Sustainable Spiritual Habits

There’s a lot of talk about reading the Bible at the beginning of every calendar year. But that talk dies down pretty quickly, usually after a week or two. That’s because reading the Bible is like starting a new exercise regimen: easier started than sustained.

You can expect to see nearly-new exercise equipment in the thrift shops beginning sometime in the early spring. The act of hauling that machine to Goodwill works as a kind of cleansing ritual: I am finally admitting to myself that I will not use this machine to get in shape. Now I must move on from that misguided ambition and make better use of the space in my home (and find another place to hang my clothes).

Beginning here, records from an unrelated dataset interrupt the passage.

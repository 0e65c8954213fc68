//! Connect form.
//!
//! Asks for a WebID and/or a pod URL. Authentication itself is left to the
//! browser: requests carry its credentials for the pod origin.

use leptos::prelude::*;
use leptos_icons::Icon;

use crate::app::AppContext;
use crate::components::icons as ic;
use crate::config::{APP_NAME, APP_VERSION};
use crate::core::session_store;
use crate::models::{ConnectForm, ConnectionState};

stylance::import_crate_style!(css, "src/components/connect/connect.module.css");

#[component]
pub fn ConnectPanel() -> impl IntoView {
    let ctx = use_context::<AppContext>().expect("AppContext must be provided");

    let remembered = session_store::load()
        .map(|session| ConnectForm::from_session(&session))
        .unwrap_or_default();
    let web_id = RwSignal::new(remembered.web_id);
    let pod_url = RwSignal::new(remembered.pod_url);
    let form_error = RwSignal::new(None::<String>);

    let connecting = Signal::derive(move || {
        ctx.connection.with(|c| matches!(c, ConnectionState::Connecting))
    });

    let on_submit = move |ev: leptos::ev::SubmitEvent| {
        ev.prevent_default();
        let form = ConnectForm {
            web_id: web_id.get_untracked(),
            pod_url: pod_url.get_untracked(),
        };
        match form.to_session() {
            Ok(session) => {
                form_error.set(None);
                ctx.connect(session);
            }
            Err(err) => form_error.set(Some(err.to_string())),
        }
    };

    view! {
        <div class=css::panel>
            <form class=css::card on:submit=on_submit>
                <h1 class=css::title>
                    <span class=css::titleIcon><Icon icon=ic::POD /></span>
                    {APP_NAME}
                </h1>
                <p class=css::hint>
                    "Enter your WebID to discover your pod, or the pod URL directly."
                </p>

                <label class=css::field>
                    <span class=css::fieldLabel>"WebID"</span>
                    <input
                        class=css::input
                        type="url"
                        placeholder="https://alice.solidcommunity.net/profile/card#me"
                        prop:value=move || web_id.get()
                        on:input=move |ev| web_id.set(event_target_value(&ev))
                    />
                </label>

                <label class=css::field>
                    <span class=css::fieldLabel>"Pod URL"</span>
                    <input
                        class=css::input
                        type="url"
                        placeholder="https://alice.solidcommunity.net/"
                        prop:value=move || pod_url.get()
                        on:input=move |ev| pod_url.set(event_target_value(&ev))
                    />
                </label>

                {move || form_error.get().map(|msg| view! {
                    <p class=css::error role="alert">
                        <span class=css::errorIcon><Icon icon=ic::ALERT /></span>
                        {msg}
                    </p>
                })}

                <button class=css::submit type="submit" disabled=move || connecting.get()>
                    {move || if connecting.get() { "Connecting..." } else { "Connect" }}
                </button>

                <p class=css::version>{format!("{} v{}", APP_NAME, APP_VERSION)}</p>
            </form>
        </div>
    }
}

Bible-reading plans usually have a longer shelf life, but the principle is that same. People usually begin with high ambitions, but the vagaries of life overtake them, and after a few months of struggle and discouragement, they usually enter the phase of giving up on their earlier ambitions and setting aside their hopes.

Repeat that cycle a few years in a row, and you can get cynical. You begin to resist the urge to even try to establish a new habit.

How can we find a sustainable pace for Bible-reading? After all, we know that we can’t really grow if we don’t make room in our lives for those basic spiritual practices.

Probably the most important thing is to manage our own expectations. As a recent Gospel Coalition article put it, “Don’t Expect a Spectacular Christian Life.” Each of us must understand that our spiritual vitality is shaped not so much by the spectacular as it is by the mundane. It is our habits, not our crises that determine the quality and depth of our spiritual life.

So, yes, it’s good to aspire to cultivate the habit of regularly engaging and reflecting on God’s Word.
 
But notice my language. I didn’t say, “daily,” and I didn’t say “read” or “study.”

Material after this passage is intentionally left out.